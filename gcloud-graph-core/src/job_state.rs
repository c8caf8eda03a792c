//! In-memory [`JobState`] used by the CLI and the tests.

use std::collections::{HashMap, HashSet};

use async_trait::async_trait;
use parking_lot::RwLock;
use serde::{Deserialize, Serialize};
use serde_json::Value;
use tracing::trace;

use crate::contract::JobState;
use crate::error::JobStateError;
use crate::graph::{Entity, Relationship};

/// The collected graph, as written by the CLI.
#[derive(Debug, Clone, Default, PartialEq, Serialize, Deserialize)]
pub struct GraphDocument {
    pub entities: Vec<Entity>,
    pub relationships: Vec<Relationship>,
}

#[derive(Default)]
struct Inner {
    keys: HashSet<String>,
    entities: Vec<Entity>,
    entity_index: HashMap<String, usize>,
    relationships: Vec<Relationship>,
    slots: HashMap<String, Value>,
}

#[derive(Default)]
pub struct InMemoryJobState {
    inner: RwLock<Inner>,
}

impl InMemoryJobState {
    pub fn new() -> Self {
        Self::default()
    }

    pub fn entity_count(&self) -> usize {
        self.inner.read().entities.len()
    }

    pub fn relationship_count(&self) -> usize {
        self.inner.read().relationships.len()
    }

    pub fn relationships(&self) -> Vec<Relationship> {
        self.inner.read().relationships.clone()
    }

    pub fn to_document(&self) -> GraphDocument {
        let inner = self.inner.read();
        GraphDocument {
            entities: inner.entities.clone(),
            relationships: inner.relationships.clone(),
        }
    }
}

#[async_trait]
impl JobState for InMemoryJobState {
    async fn add_entity(&self, entity: Entity) -> Result<(), JobStateError> {
        let mut inner = self.inner.write();
        if !inner.keys.insert(entity.key.clone()) {
            return Err(JobStateError::DuplicateKey(entity.key));
        }
        trace!(key = %entity.key, entity_type = %entity.entity_type, "Added entity");
        let position = inner.entities.len();
        inner.entity_index.insert(entity.key.clone(), position);
        inner.entities.push(entity);
        Ok(())
    }

    async fn add_relationship(&self, relationship: Relationship) -> Result<(), JobStateError> {
        let mut inner = self.inner.write();
        for endpoint in [&relationship.from_key, &relationship.to_key] {
            if !inner.entity_index.contains_key(endpoint) {
                return Err(JobStateError::MissingEndpoint {
                    relationship: relationship.key.clone(),
                    missing: endpoint.clone(),
                });
            }
        }
        if !inner.keys.insert(relationship.key.clone()) {
            return Err(JobStateError::DuplicateKey(relationship.key));
        }
        trace!(key = %relationship.key, relationship_type = %relationship.relationship_type, "Added relationship");
        inner.relationships.push(relationship);
        Ok(())
    }

    async fn find_entity(&self, key: &str) -> Option<Entity> {
        let inner = self.inner.read();
        inner
            .entity_index
            .get(key)
            .map(|&position| inner.entities[position].clone())
    }

    async fn has_key(&self, key: &str) -> bool {
        self.inner.read().keys.contains(key)
    }

    async fn entities_by_type(&self, entity_type: &str) -> Vec<Entity> {
        self.inner
            .read()
            .entities
            .iter()
            .filter(|e| e.entity_type == entity_type)
            .cloned()
            .collect()
    }

    async fn relationships_by_type(&self, relationship_type: &str) -> Vec<Relationship> {
        self.inner
            .read()
            .relationships
            .iter()
            .filter(|r| r.relationship_type == relationship_type)
            .cloned()
            .collect()
    }

    async fn set_slot(&self, slot: &str, value: Value) {
        self.inner.write().slots.insert(slot.to_string(), value);
    }

    async fn get_slot(&self, slot: &str) -> Option<Value> {
        self.inner.read().slots.get(slot).cloned()
    }
}

#[cfg(test)]
mod tests {
    use super::*;
    use crate::graph::RelationshipClass;

    fn bucket(key: &str) -> Entity {
        Entity::new(key, "google_storage_bucket", "DataStore")
    }

    #[tokio::test]
    async fn rejects_duplicate_entity_keys() {
        let state = InMemoryJobState::new();
        state.add_entity(bucket("b1")).await.unwrap();

        let err = state.add_entity(bucket("b1")).await.unwrap_err();
        assert_eq!(err, JobStateError::DuplicateKey("b1".to_string()));
        assert_eq!(state.entity_count(), 1);
    }

    #[tokio::test]
    async fn rejects_relationship_with_missing_endpoint() {
        let state = InMemoryJobState::new();
        let app = Entity::new("apps/p", "google_app_engine_application", "Application");
        state.add_entity(app.clone()).await.unwrap();

        let rel = Relationship::direct(RelationshipClass::Uses, &app, &bucket("b1"));
        let err = state.add_relationship(rel).await.unwrap_err();

        assert_eq!(
            err,
            JobStateError::MissingEndpoint {
                relationship: "apps/p|uses|b1".to_string(),
                missing: "b1".to_string(),
            }
        );
        assert_eq!(state.relationship_count(), 0);
    }

    #[tokio::test]
    async fn iterates_by_type_in_insertion_order() {
        let state = InMemoryJobState::new();
        for key in ["b2", "b1", "b3"] {
            state.add_entity(bucket(key)).await.unwrap();
        }
        state
            .add_entity(Entity::new("sa@p.iam", "google_iam_service_account", "User"))
            .await
            .unwrap();

        let keys: Vec<String> = state
            .entities_by_type("google_storage_bucket")
            .await
            .into_iter()
            .map(|e| e.key)
            .collect();
        assert_eq!(keys, vec!["b2", "b1", "b3"]);
        assert!(state.entities_by_type("google_user").await.is_empty());
    }

    #[tokio::test]
    async fn finds_entities_and_relationships() {
        let state = InMemoryJobState::new();
        let app = Entity::new("apps/p", "google_app_engine_application", "Application");
        state.add_entity(app.clone()).await.unwrap();
        state.add_entity(bucket("b1")).await.unwrap();
        state
            .add_relationship(Relationship::direct(
                RelationshipClass::Uses,
                &app,
                &bucket("b1"),
            ))
            .await
            .unwrap();

        assert_eq!(state.find_entity("b1").await, Some(bucket("b1")));
        assert!(state.find_entity("b2").await.is_none());
        assert!(state.has_key("apps/p|uses|b1").await);
        assert_eq!(
            state
                .relationships_by_type("google_app_engine_application_uses_storage_bucket")
                .await
                .len(),
            1
        );
        let doc = state.to_document();
        assert_eq!(doc.entities.len(), 2);
        assert_eq!(doc.relationships.len(), 1);
    }
}
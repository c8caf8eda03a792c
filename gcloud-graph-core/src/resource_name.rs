//! Structured identifiers for hierarchical Google Cloud resource names.
//!
//! Names such as `apps/my-app/services/default/versions/v1` are parsed once, when
//! the entity is created, and the components are stored on the entity as
//! attributes (`appId`, `serviceId`, `versionId`). Fan-out steps read those
//! attributes back with `from_entity` instead of re-splitting the name.

use std::fmt;

use crate::error::ResourceNameError;
use crate::graph::Entity;

pub const APP_ID: &str = "appId";
pub const SERVICE_ID: &str = "serviceId";
pub const VERSION_ID: &str = "versionId";
pub const INSTANCE_ID: &str = "instanceId";

/// Splits `name` into ids, checking that the collection segments appear in order.
fn parse_ids(name: &str, collections: &[&str]) -> Result<Vec<String>, ResourceNameError> {
    let segments: Vec<&str> = name.split('/').collect();
    if segments.len() != collections.len() * 2 {
        return Err(ResourceNameError {
            name: name.to_string(),
            reason: format!(
                "expected {} segments, found {}",
                collections.len() * 2,
                segments.len()
            ),
        });
    }

    let mut ids = Vec::with_capacity(collections.len());
    for (pair, expected) in segments.chunks(2).zip(collections) {
        if pair[0] != *expected {
            return Err(ResourceNameError {
                name: name.to_string(),
                reason: format!("expected collection {expected:?}, found {:?}", pair[0]),
            });
        }
        if pair[1].is_empty() {
            return Err(ResourceNameError {
                name: name.to_string(),
                reason: format!("empty id for collection {expected:?}"),
            });
        }
        ids.push(pair[1].to_string());
    }
    Ok(ids)
}

/// `apps/{app}/services/{service}`
#[derive(Debug, Clone, PartialEq, Eq)]
pub struct ServiceName {
    pub app_id: String,
    pub service_id: String,
}

impl ServiceName {
    pub fn parse(name: &str) -> Result<Self, ResourceNameError> {
        let mut ids = parse_ids(name, &["apps", "services"])?.into_iter();
        Ok(Self {
            app_id: ids.next().unwrap_or_default(),
            service_id: ids.next().unwrap_or_default(),
        })
    }

    pub fn annotate(&self, entity: Entity) -> Entity {
        entity
            .with_property(APP_ID, self.app_id.as_str())
            .with_property(SERVICE_ID, self.service_id.as_str())
    }

    pub fn from_entity(entity: &Entity) -> Option<Self> {
        Some(Self {
            app_id: entity.property_str(APP_ID)?.to_string(),
            service_id: entity.property_str(SERVICE_ID)?.to_string(),
        })
    }
}

impl fmt::Display for ServiceName {
    fn fmt(&self, f: &mut fmt::Formatter<'_>) -> fmt::Result {
        write!(f, "apps/{}/services/{}", self.app_id, self.service_id)
    }
}

/// `apps/{app}/services/{service}/versions/{version}`
#[derive(Debug, Clone, PartialEq, Eq)]
pub struct VersionName {
    pub app_id: String,
    pub service_id: String,
    pub version_id: String,
}

impl VersionName {
    pub fn parse(name: &str) -> Result<Self, ResourceNameError> {
        let mut ids = parse_ids(name, &["apps", "services", "versions"])?.into_iter();
        Ok(Self {
            app_id: ids.next().unwrap_or_default(),
            service_id: ids.next().unwrap_or_default(),
            version_id: ids.next().unwrap_or_default(),
        })
    }

    pub fn annotate(&self, entity: Entity) -> Entity {
        entity
            .with_property(APP_ID, self.app_id.as_str())
            .with_property(SERVICE_ID, self.service_id.as_str())
            .with_property(VERSION_ID, self.version_id.as_str())
    }

    pub fn from_entity(entity: &Entity) -> Option<Self> {
        Some(Self {
            app_id: entity.property_str(APP_ID)?.to_string(),
            service_id: entity.property_str(SERVICE_ID)?.to_string(),
            version_id: entity.property_str(VERSION_ID)?.to_string(),
        })
    }
}

impl fmt::Display for VersionName {
    fn fmt(&self, f: &mut fmt::Formatter<'_>) -> fmt::Result {
        write!(
            f,
            "apps/{}/services/{}/versions/{}",
            self.app_id, self.service_id, self.version_id
        )
    }
}

/// `apps/{app}/services/{service}/versions/{version}/instances/{instance}`
#[derive(Debug, Clone, PartialEq, Eq)]
pub struct InstanceName {
    pub version: VersionName,
    pub instance_id: String,
}

impl InstanceName {
    pub fn parse(name: &str) -> Result<Self, ResourceNameError> {
        let mut ids =
            parse_ids(name, &["apps", "services", "versions", "instances"])?.into_iter();
        Ok(Self {
            version: VersionName {
                app_id: ids.next().unwrap_or_default(),
                service_id: ids.next().unwrap_or_default(),
                version_id: ids.next().unwrap_or_default(),
            },
            instance_id: ids.next().unwrap_or_default(),
        })
    }

    pub fn annotate(&self, entity: Entity) -> Entity {
        self.version
            .annotate(entity)
            .with_property(INSTANCE_ID, self.instance_id.as_str())
    }
}

/// `projects/{project}/locations/{location}/functions/{function}`
#[derive(Debug, Clone, PartialEq, Eq)]
pub struct FunctionName {
    pub project_id: String,
    pub location: String,
    pub function_id: String,
}

impl FunctionName {
    pub fn parse(name: &str) -> Result<Self, ResourceNameError> {
        let mut ids = parse_ids(name, &["projects", "locations", "functions"])?.into_iter();
        Ok(Self {
            project_id: ids.next().unwrap_or_default(),
            location: ids.next().unwrap_or_default(),
            function_id: ids.next().unwrap_or_default(),
        })
    }
}

#[cfg(test)]
mod tests {
    use super::*;

    #[test]
    fn parses_version_name_into_components() {
        let name = VersionName::parse(
            "apps/j1-gc-integration-dev-v2/services/default/versions/20210309t141022",
        )
        .unwrap();

        assert_eq!(name.app_id, "j1-gc-integration-dev-v2");
        assert_eq!(name.service_id, "default");
        assert_eq!(name.version_id, "20210309t141022");
        assert_eq!(
            name.to_string(),
            "apps/j1-gc-integration-dev-v2/services/default/versions/20210309t141022"
        );
    }

    #[test]
    fn rejects_wrong_segment_count() {
        let err = ServiceName::parse("apps/p/services").unwrap_err();
        assert!(err.reason.contains("expected 4 segments"), "{err}");
    }

    #[test]
    fn rejects_unexpected_collection() {
        let err = VersionName::parse("apps/p/functions/f/versions/v").unwrap_err();
        assert!(err.reason.contains("\"services\""), "{err}");
    }

    #[test]
    fn rejects_empty_id() {
        assert!(ServiceName::parse("apps/p/services/").is_err());
    }

    #[test]
    fn annotated_entity_round_trips_through_attributes() {
        let parsed = ServiceName::parse("apps/p/services/api").unwrap();
        let entity = parsed.annotate(Entity::new(
            "apps/p/services/api",
            "google_app_engine_service",
            "Service",
        ));

        assert_eq!(ServiceName::from_entity(&entity), Some(parsed));
    }

    #[test]
    fn entity_without_attributes_has_no_parsed_name() {
        let entity = Entity::new("weird-name", "google_app_engine_version", "Deployment");
        assert_eq!(VersionName::from_entity(&entity), None);
    }

    #[test]
    fn parses_instance_and_function_names() {
        let instance = InstanceName::parse("apps/p/services/s/versions/v/instances/abc").unwrap();
        assert_eq!(instance.version.service_id, "s");
        assert_eq!(instance.instance_id, "abc");

        let function =
            FunctionName::parse("projects/p/locations/us-central1/functions/handler").unwrap();
        assert_eq!(function.location, "us-central1");
        assert_eq!(function.function_id, "handler");
    }
}
use regex::Regex;
use serde::{Deserialize, Serialize};
use tracing::{debug, info};

use crate::error::ConfigError;

pub const DEFAULT_REQUEST_TIMEOUT_SECS: u64 = 60;

/// Optional legacy `domain:` prefix, then the 6 to 30 character project id.
const PROJECT_ID_PATTERN: &str = r"^(?:[a-z0-9][a-z0-9.-]*[a-z0-9]:)?[a-z][a-z0-9-]{4,28}[a-z0-9]$";

#[derive(Debug, Clone, PartialEq, Serialize, Deserialize)]
pub struct CollectorConfig {
    pub project_id: String,
    /// App Engine application id; the project id when absent.
    #[serde(default)]
    pub app_id: Option<String>,
    /// Single base URL used for every API family instead of the public Google hosts.
    #[serde(default)]
    pub endpoint_override: Option<String>,
    #[serde(default = "default_request_timeout_secs")]
    pub request_timeout_secs: u64,
    #[serde(default)]
    pub disabled_steps: Vec<String>,
}

fn default_request_timeout_secs() -> u64 {
    DEFAULT_REQUEST_TIMEOUT_SECS
}

impl CollectorConfig {
    pub fn new(project_id: impl Into<String>) -> Self {
        Self {
            project_id: project_id.into(),
            app_id: None,
            endpoint_override: None,
            request_timeout_secs: DEFAULT_REQUEST_TIMEOUT_SECS,
            disabled_steps: Vec::new(),
        }
    }

    pub fn app_id(&self) -> &str {
        self.app_id.as_deref().unwrap_or(&self.project_id)
    }

    pub fn is_disabled(&self, step_id: &str) -> bool {
        self.disabled_steps.iter().any(|s| s == step_id)
    }

    /// Checks the project id format, a non-zero request timeout, and that every
    /// disabled step exists in `known_steps`.
    pub fn validate(&self, known_steps: &[&str]) -> Result<(), ConfigError> {
        let pattern = Regex::new(PROJECT_ID_PATTERN)
            .map_err(|_| ConfigError::InvalidProjectId(self.project_id.clone()))?;
        if !pattern.is_match(&self.project_id) {
            return Err(ConfigError::InvalidProjectId(self.project_id.clone()));
        }
        if self.request_timeout_secs == 0 {
            return Err(ConfigError::ZeroRequestTimeout);
        }
        if let Some(unknown) = self
            .disabled_steps
            .iter()
            .find(|id| !known_steps.contains(&id.as_str()))
        {
            return Err(ConfigError::UnknownStep(unknown.clone()));
        }
        Ok(())
    }

    pub fn trace_loaded(&self) {
        info!(
            project_id = %self.project_id,
            app_id = %self.app_id(),
            endpoint_override = self.endpoint_override.as_deref().unwrap_or("-"),
            disabled_steps = self.disabled_steps.len(),
            "Loaded CollectorConfig"
        );
        debug!(?self, "CollectorConfig loaded (full debug)");
    }
}
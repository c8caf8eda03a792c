use anyhow::Result;
use clap::Parser;
use gcloud_graph::cli::{run, Cli};
use tracing_subscriber::EnvFilter;

#[tokio::main]
async fn main() -> Result<()> {
    dotenvy::dotenv().ok();

    tracing_subscriber::fmt()
        .with_env_filter(EnvFilter::try_from_default_env().unwrap_or_else(|_| EnvFilter::new("info")))
        .with_writer(std::io::stderr)
        .init();
    tracing::info!("CLI application startup: tracing initialised, environment loaded");

    let cli = Cli::parse();
    let result = run(cli).await;
    match &result {
        Ok(_) => tracing::info!("CLI completed successfully"),
        Err(e) => tracing::error!(error = %e, "CLI exited with error"),
    }
    result
}
//! App Engine: the application, its services, their versions and the running instances.
//!
//! The application is fetched once per project and handed to the services step
//! through [`APP_ENGINE_APPLICATION`]. Versions and instances fan out over the
//! entities collected by the previous step, using the ids parsed from each
//! parent's resource name when it was created.

pub mod converters;

use std::sync::Arc;

use async_trait::async_trait;
use futures::TryStreamExt;
use tracing::{debug, info, warn};

use super::{add_entity, add_relationship, StepContext, StepDescriptor, StepHandler};
use super::iam::SERVICE_ACCOUNT_ENTITY_TYPE;
use super::resource_manager::USER_ENTITY_TYPE;
use super::storage::{bucket_key, BUCKET_ENTITY_TYPE};
use super::Artifact;
use crate::error::StepError;
use crate::graph::{Entity, EntityDeclaration, RelationshipClass, RelationshipDeclaration};
use crate::paginate::paginate;
use crate::resource_name::{ServiceName, VersionName};
use crate::slots::Slot;
use converters::{application_entity, instance_entity, service_entity, version_entity};

pub const APPLICATION_STEP_ID: &str = "fetch-app-engine-application";
pub const SERVICES_STEP_ID: &str = "fetch-app-engine-services";
pub const VERSIONS_STEP_ID: &str = "fetch-app-engine-versions";
pub const INSTANCES_STEP_ID: &str = "fetch-app-engine-instances";

pub const APPLICATION_ENTITY_TYPE: &str = "google_app_engine_application";
pub const APPLICATION_ENTITY_CLASS: &str = "Application";
pub const SERVICE_ENTITY_TYPE: &str = "google_app_engine_service";
pub const SERVICE_ENTITY_CLASS: &str = "Service";
pub const VERSION_ENTITY_TYPE: &str = "google_app_engine_version";
pub const VERSION_ENTITY_CLASS: &str = "Deployment";
pub const INSTANCE_ENTITY_TYPE: &str = "google_app_engine_instance";
pub const INSTANCE_ENTITY_CLASS: &str = "Host";

/// The project's single application entity, published by the application step.
pub const APP_ENGINE_APPLICATION: Slot<Entity> = Slot::new("app_engine_application");

pub struct FetchApplication;

#[async_trait]
impl StepHandler for FetchApplication {
    async fn run(&self, ctx: &StepContext) -> Result<(), StepError> {
        let app_id = ctx.config.app_id();
        let Some(application) = ctx.clients.app_engine.get_application(app_id).await? else {
            info!(step_id = APPLICATION_STEP_ID, app_id, "Project has no App Engine application");
            return Ok(());
        };
        let Some(entity) = application_entity(&application, ctx.project_id()) else {
            warn!(step_id = APPLICATION_STEP_ID, app_id, "Application has no name, skipping");
            return Ok(());
        };

        let state = ctx.job_state.as_ref();
        add_entity(state, entity.clone()).await?;
        APP_ENGINE_APPLICATION.publish(state, &entity).await?;

        let buckets = [
            application.default_bucket.as_deref(),
            application.code_bucket.as_deref(),
        ];
        let mut linked = 0usize;
        for bucket_name in buckets.into_iter().flatten() {
            match state.find_entity(&bucket_key(bucket_name)).await {
                Some(bucket) => {
                    if add_relationship(state, RelationshipClass::Uses, &entity, &bucket).await? {
                        linked += 1;
                    }
                }
                None => debug!(bucket = bucket_name, "Referenced bucket was not collected"),
            }
        }
        info!(step_id = APPLICATION_STEP_ID, key = %entity.key, linked_buckets = linked, "Collected App Engine application");
        Ok(())
    }
}

pub struct FetchServices;

#[async_trait]
impl StepHandler for FetchServices {
    async fn run(&self, ctx: &StepContext) -> Result<(), StepError> {
        let state = ctx.job_state.as_ref();
        let application = APP_ENGINE_APPLICATION.read(state).await?;
        if application.is_none() {
            info!(step_id = SERVICES_STEP_ID, "No App Engine application collected, services get no parent edge");
        }

        let app_id = ctx.config.app_id();
        let api = ctx.clients.app_engine.as_ref();
        let mut services = Box::pin(paginate(|token| api.list_services(app_id, token)));

        let mut count = 0usize;
        while let Some(service) = services.try_next().await? {
            let Some(entity) = service_entity(&service, ctx.project_id()) else {
                warn!(step_id = SERVICES_STEP_ID, id = ?service.id, "Skipping service without a name");
                continue;
            };
            add_entity(state, entity.clone()).await?;
            if let Some(application) = &application {
                add_relationship(state, RelationshipClass::Has, application, &entity).await?;
            }
            count += 1;
        }
        info!(step_id = SERVICES_STEP_ID, count, "Collected App Engine services");
        Ok(())
    }
}

pub struct FetchVersions;

impl FetchVersions {
    /// `createdBy` is an email, which is the key of either a user or a service account.
    async fn link_creator(ctx: &StepContext, creator: &str, version: &Entity) -> Result<(), StepError> {
        let state = ctx.job_state.as_ref();
        match state.find_entity(creator).await {
            Some(found)
                if found.entity_type == USER_ENTITY_TYPE
                    || found.entity_type == SERVICE_ACCOUNT_ENTITY_TYPE =>
            {
                add_relationship(state, RelationshipClass::Created, &found, version).await?;
            }
            _ => debug!(creator, version = %version.key, "Version creator was not collected"),
        }
        Ok(())
    }
}

#[async_trait]
impl StepHandler for FetchVersions {
    async fn run(&self, ctx: &StepContext) -> Result<(), StepError> {
        let state = ctx.job_state.as_ref();
        let api = ctx.clients.app_engine.as_ref();
        let mut count = 0usize;

        for service in state.entities_by_type(SERVICE_ENTITY_TYPE).await {
            let Some(parent) = ServiceName::from_entity(&service) else {
                warn!(step_id = VERSIONS_STEP_ID, key = %service.key, "Service has no parsed ids, skipping");
                continue;
            };

            let mut versions = Box::pin(paginate(|token| {
                api.list_versions(&parent.app_id, &parent.service_id, token)
            }));
            while let Some(version) = versions.try_next().await? {
                let Some(entity) = version_entity(&version, ctx.project_id()) else {
                    warn!(step_id = VERSIONS_STEP_ID, service = %parent, "Skipping version without a name");
                    continue;
                };
                add_entity(state, entity.clone()).await?;
                add_relationship(state, RelationshipClass::Has, &service, &entity).await?;
                if let Some(creator) = version.created_by.as_deref() {
                    Self::link_creator(ctx, creator, &entity).await?;
                }
                count += 1;
            }
        }
        info!(step_id = VERSIONS_STEP_ID, count, "Collected App Engine versions");
        Ok(())
    }
}

pub struct FetchInstances;

#[async_trait]
impl StepHandler for FetchInstances {
    async fn run(&self, ctx: &StepContext) -> Result<(), StepError> {
        let state = ctx.job_state.as_ref();
        let api = ctx.clients.app_engine.as_ref();
        let mut count = 0usize;

        for version in state.entities_by_type(VERSION_ENTITY_TYPE).await {
            let Some(parent) = VersionName::from_entity(&version) else {
                warn!(step_id = INSTANCES_STEP_ID, key = %version.key, "Version has no parsed ids, skipping");
                continue;
            };

            let mut instances = Box::pin(paginate(|token| {
                api.list_instances(&parent.app_id, &parent.service_id, &parent.version_id, token)
            }));
            while let Some(instance) = instances.try_next().await? {
                let Some(entity) = instance_entity(&instance) else {
                    warn!(step_id = INSTANCES_STEP_ID, version = %parent, "Skipping instance without a name");
                    continue;
                };
                add_entity(state, entity.clone()).await?;
                add_relationship(state, RelationshipClass::Has, &version, &entity).await?;
                count += 1;
            }
        }
        info!(step_id = INSTANCES_STEP_ID, count, "Collected App Engine instances");
        Ok(())
    }
}

pub fn application_descriptor() -> StepDescriptor {
    StepDescriptor {
        id: APPLICATION_STEP_ID,
        name: "AppEngine Application",
        entities: vec![EntityDeclaration {
            resource_name: "AppEngine Application",
            entity_type: APPLICATION_ENTITY_TYPE,
            entity_class: APPLICATION_ENTITY_CLASS,
        }],
        relationships: vec![RelationshipDeclaration {
            class: RelationshipClass::Uses,
            source_type: APPLICATION_ENTITY_TYPE,
            target_type: BUCKET_ENTITY_TYPE,
        }],
        reads: vec![Artifact::Entities(BUCKET_ENTITY_TYPE)],
        publishes: vec![APP_ENGINE_APPLICATION.name],
        depends_on: vec![super::storage::STEP_ID],
        permission: Some("appengine.applications.get"),
        handler: Arc::new(FetchApplication),
    }
}

pub fn services_descriptor() -> StepDescriptor {
    StepDescriptor {
        id: SERVICES_STEP_ID,
        name: "AppEngine Services",
        entities: vec![EntityDeclaration {
            resource_name: "AppEngine Service",
            entity_type: SERVICE_ENTITY_TYPE,
            entity_class: SERVICE_ENTITY_CLASS,
        }],
        relationships: vec![RelationshipDeclaration {
            class: RelationshipClass::Has,
            source_type: APPLICATION_ENTITY_TYPE,
            target_type: SERVICE_ENTITY_TYPE,
        }],
        reads: vec![Artifact::Slot(APP_ENGINE_APPLICATION.name)],
        publishes: vec![],
        depends_on: vec![APPLICATION_STEP_ID],
        permission: Some("appengine.services.list"),
        handler: Arc::new(FetchServices),
    }
}

pub fn versions_descriptor() -> StepDescriptor {
    StepDescriptor {
        id: VERSIONS_STEP_ID,
        name: "AppEngine Versions",
        entities: vec![EntityDeclaration {
            resource_name: "AppEngine Version",
            entity_type: VERSION_ENTITY_TYPE,
            entity_class: VERSION_ENTITY_CLASS,
        }],
        relationships: vec![
            RelationshipDeclaration {
                class: RelationshipClass::Has,
                source_type: SERVICE_ENTITY_TYPE,
                target_type: VERSION_ENTITY_TYPE,
            },
            RelationshipDeclaration {
                class: RelationshipClass::Created,
                source_type: USER_ENTITY_TYPE,
                target_type: VERSION_ENTITY_TYPE,
            },
            RelationshipDeclaration {
                class: RelationshipClass::Created,
                source_type: SERVICE_ACCOUNT_ENTITY_TYPE,
                target_type: VERSION_ENTITY_TYPE,
            },
        ],
        reads: vec![
            Artifact::Entities(SERVICE_ENTITY_TYPE),
            Artifact::Entities(USER_ENTITY_TYPE),
            Artifact::Entities(SERVICE_ACCOUNT_ENTITY_TYPE),
        ],
        publishes: vec![],
        depends_on: vec![
            SERVICES_STEP_ID,
            super::resource_manager::STEP_ID,
            super::iam::STEP_ID,
        ],
        permission: Some("appengine.versions.list"),
        handler: Arc::new(FetchVersions),
    }
}

pub fn instances_descriptor() -> StepDescriptor {
    StepDescriptor {
        id: INSTANCES_STEP_ID,
        name: "AppEngine Instances",
        entities: vec![EntityDeclaration {
            resource_name: "AppEngine Instance",
            entity_type: INSTANCE_ENTITY_TYPE,
            entity_class: INSTANCE_ENTITY_CLASS,
        }],
        relationships: vec![RelationshipDeclaration {
            class: RelationshipClass::Has,
            source_type: VERSION_ENTITY_TYPE,
            target_type: INSTANCE_ENTITY_TYPE,
        }],
        reads: vec![Artifact::Entities(VERSION_ENTITY_TYPE)],
        publishes: vec![],
        depends_on: vec![VERSIONS_STEP_ID],
        permission: Some("appengine.instances.list"),
        handler: Arc::new(FetchInstances),
    }
}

+===+

◆ REQUIRED WORK ◆
If a line of the material contains the word "unknown", count it; please reply with the total and nothing more.

◆ ANSWER AREA ◆
2